Il 1 dicembre 2018, Andrés Manuel López Obrador ha preso atto di un Messico distrutto: con 40.000 morti ogni anno e quasi 50.000 persone sparite. La promessa di pacificare il Paese e cambiare i proiettili grazie agli abbracci lo ha aiutato a vincere le elezioni presidenziali. Ma la realtà è peggiore e la violenza raggiunge livelli storici.
Con oltre 100 morti al giorno, il Messico vive uno degli momenti più violenti della sua storia, una situazione che il presidente messicano attribuisce alla decomposizione sociale ereditata dai governi precedenti.
I suoi primi 11 mesi, tuttavia, sono stati un rosario di errori su una questione che terrorizza diverse aree del paese.
In tutti i punti cardinali del Messico, la situazione è esplosiva: al centro del Paese decapitazioni e uccisioni si verificano ogni giorno. Ma anche alle frontiere la violenza è in aumento.
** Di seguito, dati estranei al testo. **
//! Processor products and the factory that creates them.

use super::{receiver, text_arg};
use crate::manifest::{ConstructorDescriptor, MemberDescriptor, TypeDescriptor};
use crate::types::{Instance, ParamKind, Raised, Value};

/// The three processor categories.
#[derive(Debug, Clone, Copy, PartialEq, Eq)]
pub enum ProcessorKind {
    Data,
    Compute,
    Io,
}

impl ProcessorKind {
    pub const ALL: [ProcessorKind; 3] = [ProcessorKind::Data, ProcessorKind::Compute, ProcessorKind::Io];

    /// Parse a category token, ignoring case.
    #[must_use]
    pub fn parse(token: &str) -> Option<Self> {
        match token.trim().to_ascii_uppercase().as_str() {
            "DATA" => Some(ProcessorKind::Data),
            "COMPUTE" => Some(ProcessorKind::Compute),
            "IO" => Some(ProcessorKind::Io),
            _ => None,
        }
    }

    /// Published type name of the product.
    #[must_use]
    pub fn type_name(&self) -> &'static str {
        match self {
            ProcessorKind::Data => "DataProcessor",
            ProcessorKind::Compute => "ComputeProcessor",
            ProcessorKind::Io => "IOProcessor",
        }
    }

    #[must_use]
    pub fn token(&self) -> &'static str {
        match self {
            ProcessorKind::Data => "DATA",
            ProcessorKind::Compute => "COMPUTE",
            ProcessorKind::Io => "IO",
        }
    }
}

/// A product created by the factory.
#[derive(Debug, Clone, Copy, PartialEq, Eq)]
pub struct ProcessorUnit {
    pub kind: ProcessorKind,
}

impl ProcessorUnit {
    #[must_use]
    pub fn process(&self, input: &str) -> String {
        match self.kind {
            ProcessorKind::Data => format!("Processed data: {} records", input.split_whitespace().count()),
            ProcessorKind::Compute => format!("Computed result for {} characters", input.chars().count()),
            ProcessorKind::Io => format!("IO operation completed on '{input}'"),
        }
    }

    fn into_instance(self) -> Instance {
        Instance::new(self.kind.type_name(), self)
    }
}

/// The creator.
#[derive(Debug, Default, Clone, Copy)]
pub struct ProcessorFactory;

impl ProcessorFactory {
    /// Create the product for a token; unknown tokens raise.
    pub fn create(&self, token: &str) -> Result<ProcessorUnit, Raised> {
        ProcessorKind::parse(token)
            .map(|kind| ProcessorUnit { kind })
            .ok_or_else(|| Raised::new(format!("Unknown processor type: {token}")))
    }
}

fn product_type(kind: ProcessorKind) -> TypeDescriptor {
    TypeDescriptor::class(kind.type_name())
        .implements("Processor")
        .constructor(
            ConstructorDescriptor::public().body(move |_| Ok(ProcessorUnit { kind }.into_instance())),
        )
        .member(
            MemberDescriptor::method("process")
                .param(ParamKind::Text)
                .returns("String")
                .body(|this, args| {
                    let unit = receiver::<ProcessorUnit>(this, "Processor")?;
                    Ok(Value::Text(unit.process(text_arg(args, 0)?)))
                }),
        )
        .member(
            MemberDescriptor::method("getType")
                .returns("String")
                .body(|this, _| {
                    let unit = receiver::<ProcessorUnit>(this, "Processor")?;
                    Ok(Value::Text(unit.kind.token().to_string()))
                }),
        )
}

pub(super) fn types() -> Vec<TypeDescriptor> {
    let capability = TypeDescriptor::interface("Processor")
        .member(
            MemberDescriptor::method("process")
                .param(ParamKind::Text)
                .returns("String"),
        )
        .member(MemberDescriptor::method("getType").returns("String"));

    let factory = TypeDescriptor::class("ProcessorFactory")
        .constructor(
            ConstructorDescriptor::public().body(|_| Ok(Instance::new("ProcessorFactory", ProcessorFactory))),
        )
        .member(
            MemberDescriptor::method("createProcessor")
                .param(ParamKind::Text)
                .returns("Processor")
                .body(|this, args| {
                    let factory = receiver::<ProcessorFactory>(this, "ProcessorFactory")?;
                    let unit = factory.create(text_arg(args, 0)?)?;
                    Ok(Value::Object(unit.into_instance()))
                }),
        );

    let mut types = vec![capability, factory];
    types.extend(ProcessorKind::ALL.into_iter().map(product_type));
    types
}

#[cfg(test)]
mod tests {
    use super::*;

    #[test]
    fn tokens_ignore_case() {
        assert_eq!(ProcessorKind::parse("data"), Some(ProcessorKind::Data));
        assert_eq!(ProcessorKind::parse(" Io "), Some(ProcessorKind::Io));
        assert_eq!(ProcessorKind::parse("UNKNOWN_TYPE"), None);
    }

    #[test]
    fn factory_raises_on_unknown() {
        let err = ProcessorFactory.create("UNKNOWN_TYPE").expect_err("unknown");
        assert_eq!(err.to_string(), "Unknown processor type: UNKNOWN_TYPE");
    }

    #[test]
    fn products_process_input() {
        let unit = ProcessorFactory.create("COMPUTE").expect("compute");
        assert_eq!(unit.process("abc"), "Computed result for 3 characters");
        assert_eq!(unit.kind.type_name(), "ComputeProcessor");
    }
}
Solo nelle ultime settimane, tra gli Stati di Chihuahua e Sonora, sono stati uccisi nove membri della famiglia mormone LeBarón, tra cui sei bambini.
Il periodo nero include anche i 14 morti nella fallita operazione di Culiacán, Sinaloa, per catturare Ovidio Guzmán, figlio di Joaquín Guzmán Loera, lo scorso 17 ottobre.
Ad Aguililla, Michoacán, 13 poliziotti statali sono stati ucciso a mano armata durante un’imboscata, senza alcun supporto logistico o di intelligence. Le pattuglie coinvolte, sono state vittime di un'imboscata ad Aguililla mentre stavano andando verso Culiacán, una zona in cui sono avvenute cose indicibili in passato. Questo, senza dubbio, è accaduto. Ma ci fa anche capire quanto si stia facendo male nel presente. Per il passato c'è una critica aperta, l'identificazione di errori, corruzioni e disabilità. Per il presente, non c'è nulla.
In quasi tutti gli "eventi", come la nomenclatura ufficiale chiama i massacri, López Obrador ha risposto come quando ha fatto sapere ai narcos che "li avrebbe uccisi o avrebbe avvertito le loro madri".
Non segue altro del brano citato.